By KAYOKO GEJI/ Staff Writer
February 9, 2022 at 16:51 JST
A bed for a patient with COVID-19 at Chiba University Hospital (Asahi Shimbun file photo)
The health ministry on Feb. 8 moved toward recommending that hospitalized COVID-19 patients be released four days after admission if their conditions have become mild and stable.
The Ministry of Health, Labor and Welfare will also accelerate efforts to allow infected seniors to be treated at nursing care facilities, rather than at hospitals, if their symptoms are mild.
Under current ministry guidelines, COVID-19 patients are allowed to leave hospitals 10 days after they first exhibit symptoms of the disease.
It has been possible for hospitalized patients to relocate to their homes and other facilities when their conditions become stable and they are unlikely to develop serious symptoms.
But the ministry’s new policy gives a specific time period to hospital officials on the early discharge of COVID-19 patients.
An analysis of medical records of COVID-19 patients receiving treatment at the National Hospital Organization’s 67 hospitals across the nation showed a fairly low percentage of patients whose conditions deteriorated to a point where they needed an extra supply of oxygen. That level is considered the “moderate II” stage under the health ministry’s standards.
In January, only 12, or 0.9 percent, of 1,321 patients at those hospitals required supplemental oxygen four days after they were admitted.
Based on that data, the ministry concluded that patients who do not need extra oxygen, or those in the “moderate I” classification, on the fifth day of hospitalization are “less likely to develop serious symptoms.”

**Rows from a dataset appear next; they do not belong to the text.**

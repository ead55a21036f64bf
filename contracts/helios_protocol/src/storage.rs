//! # Storage
//!
//! Typed helpers over Soroban's two storage tiers.
//!
//! ## Instance storage (contract-lifetime TTL)
//!
//! | Key            | Type  | Description                       |
//! |----------------|-------|-----------------------------------|
//! | `ProjectCount` | `u64` | Auto-increment project ID counter |
//! | `EntryLock`    | `bool`| Reentrancy lock, held per call    |
//!
//! Role membership also lives on the instance tier under `RbacKey`
//! (see [`crate::rbac`]).
//!
//! ## Persistent storage (per-entry TTL)
//!
//! | Key                        | Type                 | Description                    |
//! |----------------------------|----------------------|--------------------------------|
//! | `ProjConfig(id)`           | `ProjectConfig`      | Immutable project configuration|
//! | `ProjState(id)`            | `ProjectState`       | Mutable project state          |
//! | `Investment(id, investor)` | `Investment`         | Per-investor capital ledger    |
//! | `Report(id, report_id)`    | `EnergyReport`       | Append-only production log     |
//! | `MonthlyPerf(id, month)`   | `MonthlyPerformance` | Verified output per month      |
//! | `Activity(investor)`       | `ActivityLog`        | Bounded recent-action ring     |
//!
//! Instance TTL is bumped by 7 days whenever it falls below 1 day
//! remaining; persistent entries by 30 days when below 7.

use soroban_sdk::{contracttype, Address, Env, Vec};

use crate::types::{
    ActivityLog, ActivityRecord, EnergyReport, Investment, MonthlyPerformance, Project,
    ProjectConfig, ProjectState,
};
use crate::Error;

// ── TTL Constants ────────────────────────────────────────────────────

/// Approximate ledgers per day (~5 seconds per ledger).
const DAY_IN_LEDGERS: u32 = 17_280;

const INSTANCE_BUMP_AMOUNT: u32 = 7 * DAY_IN_LEDGERS;
const INSTANCE_LIFETIME_THRESHOLD: u32 = DAY_IN_LEDGERS;

const PERSISTENT_BUMP_AMOUNT: u32 = 30 * DAY_IN_LEDGERS;
const PERSISTENT_LIFETIME_THRESHOLD: u32 = 7 * DAY_IN_LEDGERS;

/// Capacity of each investor's activity ring buffer.
pub const ACTIVITY_CAPACITY: u32 = 16;

// ── Storage Keys ─────────────────────────────────────────────────────

/// All non-RBAC contract storage keys.
#[contracttype]
#[derive(Clone, Debug, Eq, PartialEq)]
pub enum DataKey {
    /// Global auto-increment counter for project IDs (Instance).
    ProjectCount,
    /// Mutual-exclusion flag for guarded entry points (Instance).
    EntryLock,
    /// Immutable project configuration keyed by ID (Persistent).
    ProjConfig(u64),
    /// Mutable project state keyed by ID (Persistent).
    ProjState(u64),
    /// Investment ledger keyed by (project, investor) (Persistent).
    Investment(u64, Address),
    /// Energy report keyed by (project, sequence index) (Persistent).
    Report(u64, u32),
    /// Monthly aggregate keyed by (project, month index) (Persistent).
    MonthlyPerf(u64, u32),
    /// Recent-activity ring buffer keyed by investor (Persistent).
    Activity(Address),
}

// ── Instance Storage Helpers ─────────────────────────────────────────

/// Extend instance storage TTL if it falls below the threshold.
pub(crate) fn bump_instance(env: &Env) {
    env.storage()
        .instance()
        .extend_ttl(INSTANCE_LIFETIME_THRESHOLD, INSTANCE_BUMP_AMOUNT);
}

/// Atomically reads, increments, and stores the project counter.
/// Returns the ID to use for the *current* project (pre-increment value).
pub fn get_and_increment_project_id(env: &Env) -> u64 {
    bump_instance(env);
    let current: u64 = env
        .storage()
        .instance()
        .get(&DataKey::ProjectCount)
        .unwrap_or(0);
    env.storage()
        .instance()
        .set(&DataKey::ProjectCount, &(current + 1));
    current
}

/// Number of projects ever created.
pub fn project_count(env: &Env) -> u64 {
    env.storage()
        .instance()
        .get(&DataKey::ProjectCount)
        .unwrap_or(0)
}

// ── Project Helpers ──────────────────────────────────────────────────

fn bump_persistent(env: &Env, key: &DataKey) {
    env.storage()
        .persistent()
        .extend_ttl(key, PERSISTENT_LIFETIME_THRESHOLD, PERSISTENT_BUMP_AMOUNT);
}

pub fn project_exists(env: &Env, id: u64) -> bool {
    env.storage().persistent().has(&DataKey::ProjConfig(id))
}

/// Save both the immutable config and the mutable state for a new project.
pub fn save_project(env: &Env, config: &ProjectConfig, state: &ProjectState) {
    let config_key = DataKey::ProjConfig(config.id);
    let state_key = DataKey::ProjState(config.id);
    env.storage().persistent().set(&config_key, config);
    env.storage().persistent().set(&state_key, state);
    bump_persistent(env, &config_key);
    bump_persistent(env, &state_key);
}

pub fn load_project_config(env: &Env, id: u64) -> Result<ProjectConfig, Error> {
    let key = DataKey::ProjConfig(id);
    let config: ProjectConfig = env
        .storage()
        .persistent()
        .get(&key)
        .ok_or(Error::ProjectNotFound)?;
    bump_persistent(env, &key);
    Ok(config)
}

pub fn load_project_state(env: &Env, id: u64) -> Result<ProjectState, Error> {
    let key = DataKey::ProjState(id);
    let state: ProjectState = env
        .storage()
        .persistent()
        .get(&key)
        .ok_or(Error::ProjectNotFound)?;
    bump_persistent(env, &key);
    Ok(state)
}

/// Load both entries with a single not-found check, bumping both TTLs.
pub fn load_project_pair(env: &Env, id: u64) -> Result<(ProjectConfig, ProjectState), Error> {
    let config = load_project_config(env, id)?;
    let state = load_project_state(env, id)?;
    Ok((config, state))
}

/// Load the full `Project` by combining config and state.
pub fn load_project(env: &Env, id: u64) -> Result<Project, Error> {
    let (config, state) = load_project_pair(env, id)?;
    Ok(Project::from_parts(config, state))
}

/// Save only the mutable project state (the hot-path write).
pub fn save_project_state(env: &Env, id: u64, state: &ProjectState) {
    let key = DataKey::ProjState(id);
    env.storage().persistent().set(&key, state);
    bump_persistent(env, &key);
}

// ── Investment Ledger ────────────────────────────────────────────────

/// Load an investor's ledger entry, or a zeroed record if none exists.
/// Entries are created implicitly on first investment.
pub fn load_investment(env: &Env, project_id: u64, investor: &Address) -> Investment {
    let key = DataKey::Investment(project_id, investor.clone());
    match env.storage().persistent().get(&key) {
        Some(investment) => {
            bump_persistent(env, &key);
            investment
        }
        None => Investment::zeroed(),
    }
}

pub fn save_investment(env: &Env, project_id: u64, investor: &Address, investment: &Investment) {
    let key = DataKey::Investment(project_id, investor.clone());
    env.storage().persistent().set(&key, investment);
    bump_persistent(env, &key);
}

// ── Energy Report Log ────────────────────────────────────────────────

pub fn load_report(env: &Env, project_id: u64, report_id: u32) -> Result<EnergyReport, Error> {
    let key = DataKey::Report(project_id, report_id);
    let report: EnergyReport = env
        .storage()
        .persistent()
        .get(&key)
        .ok_or(Error::ReportNotFound)?;
    bump_persistent(env, &key);
    Ok(report)
}

pub fn save_report(env: &Env, project_id: u64, report: &EnergyReport) {
    let key = DataKey::Report(project_id, report.id);
    env.storage().persistent().set(&key, report);
    bump_persistent(env, &key);
}

// ── Monthly Performance Buckets ──────────────────────────────────────

pub fn load_monthly_performance(env: &Env, project_id: u64, month: u32) -> MonthlyPerformance {
    let key = DataKey::MonthlyPerf(project_id, month);
    env.storage()
        .persistent()
        .get(&key)
        .unwrap_or_else(MonthlyPerformance::zeroed)
}

/// Fold one verified report into its month bucket.
pub fn record_monthly_performance(
    env: &Env,
    project_id: u64,
    month: u32,
    energy_produced: u64,
    revenue: i128,
) -> Result<(), Error> {
    let key = DataKey::MonthlyPerf(project_id, month);
    let mut bucket = load_monthly_performance(env, project_id, month);
    bucket.energy_produced = bucket
        .energy_produced
        .checked_add(energy_produced)
        .ok_or(Error::Overflow)?;
    bucket.revenue = bucket.revenue.checked_add(revenue).ok_or(Error::Overflow)?;
    bucket.report_count += 1;
    env.storage().persistent().set(&key, &bucket);
    bump_persistent(env, &key);
    Ok(())
}

// ── Activity Ring Buffer ─────────────────────────────────────────────

/// Append to the investor's fixed-capacity activity log. Once full, the
/// oldest slot is overwritten in place; nothing is ever shifted.
pub fn push_activity(env: &Env, investor: &Address, record: ActivityRecord) {
    let key = DataKey::Activity(investor.clone());
    let mut log: ActivityLog = env.storage().persistent().get(&key).unwrap_or(ActivityLog {
        entries: Vec::new(env),
        next: 0,
    });

    if log.entries.len() < ACTIVITY_CAPACITY {
        log.entries.push_back(record);
    } else {
        log.entries.set(log.next, record);
    }
    log.next = (log.next + 1) % ACTIVITY_CAPACITY;

    env.storage().persistent().set(&key, &log);
    bump_persistent(env, &key);
}

/// The investor's recent activity, oldest first.
pub fn load_activity(env: &Env, investor: &Address) -> Vec<ActivityRecord> {
    let key = DataKey::Activity(investor.clone());
    let log: ActivityLog = match env.storage().persistent().get(&key) {
        Some(log) => log,
        None => return Vec::new(env),
    };

    if log.entries.len() < ACTIVITY_CAPACITY {
        return log.entries;
    }

    // Buffer has wrapped; the oldest entry sits at `next`.
    let mut ordered = Vec::new(env);
    for i in 0..ACTIVITY_CAPACITY {
        if let Some(record) = log.entries.get((log.next + i) % ACTIVITY_CAPACITY) {
            ordered.push_back(record);
        }
    }
    ordered
}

The ministry called on hospitals treating COVID-19 patients to consider moving patients meeting those conditions to their homes, hotels or medical facilities with chronic disease wards that are not on the front line of the battle against the virus.

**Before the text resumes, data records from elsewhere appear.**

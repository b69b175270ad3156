use core::fmt;

use super::driver::BusWriteError;

#[derive(Copy, Clone, Debug, PartialEq, Eq)]
pub enum G3Error {
    /// frame or transfer larger than the bus buffer, rejected before touching the bus
    BufferSizeExceeded { requested: usize, capacity: usize },
    BusWrite(BusWriteError),
    /// the chip acknowledged zero bytes of a read
    BusReadNack,
    /// CRC of a response did not match its trailer
    Integrity { expected: u16, received: u16 },
    /// response length byte does not describe a checkable frame
    MalformedResponse { declared: u8, received: usize },
    WakeupFailed,
    SleepFailed,
    IdleFailed,
}

impl From<BusWriteError> for G3Error {
    fn from(e: BusWriteError) -> Self {
        G3Error::BusWrite(e)
    }
}

impl fmt::Display for G3Error {
    fn fmt(&self, f: &mut fmt::Formatter<'_>) -> fmt::Result {
        match self {
            G3Error::BufferSizeExceeded {
                requested,
                capacity,
            } => write!(f, "transfer of {requested} bytes exceeds {capacity} byte buffer"),
            G3Error::BusWrite(e) => write!(f, "bus write failed: {e:?}"),
            G3Error::BusReadNack => f.write_str("bus read not acknowledged"),
            G3Error::Integrity { expected, received } => write!(
                f,
                "response crc mismatch: expected {expected:#06x}, received {received:#06x}"
            ),
            G3Error::MalformedResponse { declared, received } => write!(
                f,
                "response declares {declared} bytes, {received} received"
            ),
            G3Error::WakeupFailed => f.write_str("chip did not answer wakeup"),
            G3Error::SleepFailed => f.write_str("chip still responsive after sleep"),
            G3Error::IdleFailed => f.write_str("chip still responsive after idle"),
        }
    }
}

Some medical experts have also said that prolonging the hospitalization periods of elderly patients with mild COVID-19 symptoms could cause a deterioration in their physical abilities and cause more harm than good.
The ministry will create a support system in which doctors and nurses will be sent to elderly care facilities where infected seniors can recuperate after their early release from hospitals.
Health minister Shigeyuki Goto said on Feb. 8 that the government will raise the financial support to employment companies that dispatch nurses to such facilities to a maximum 8,280 yen ($72) per hour from 5,520 yen per hour.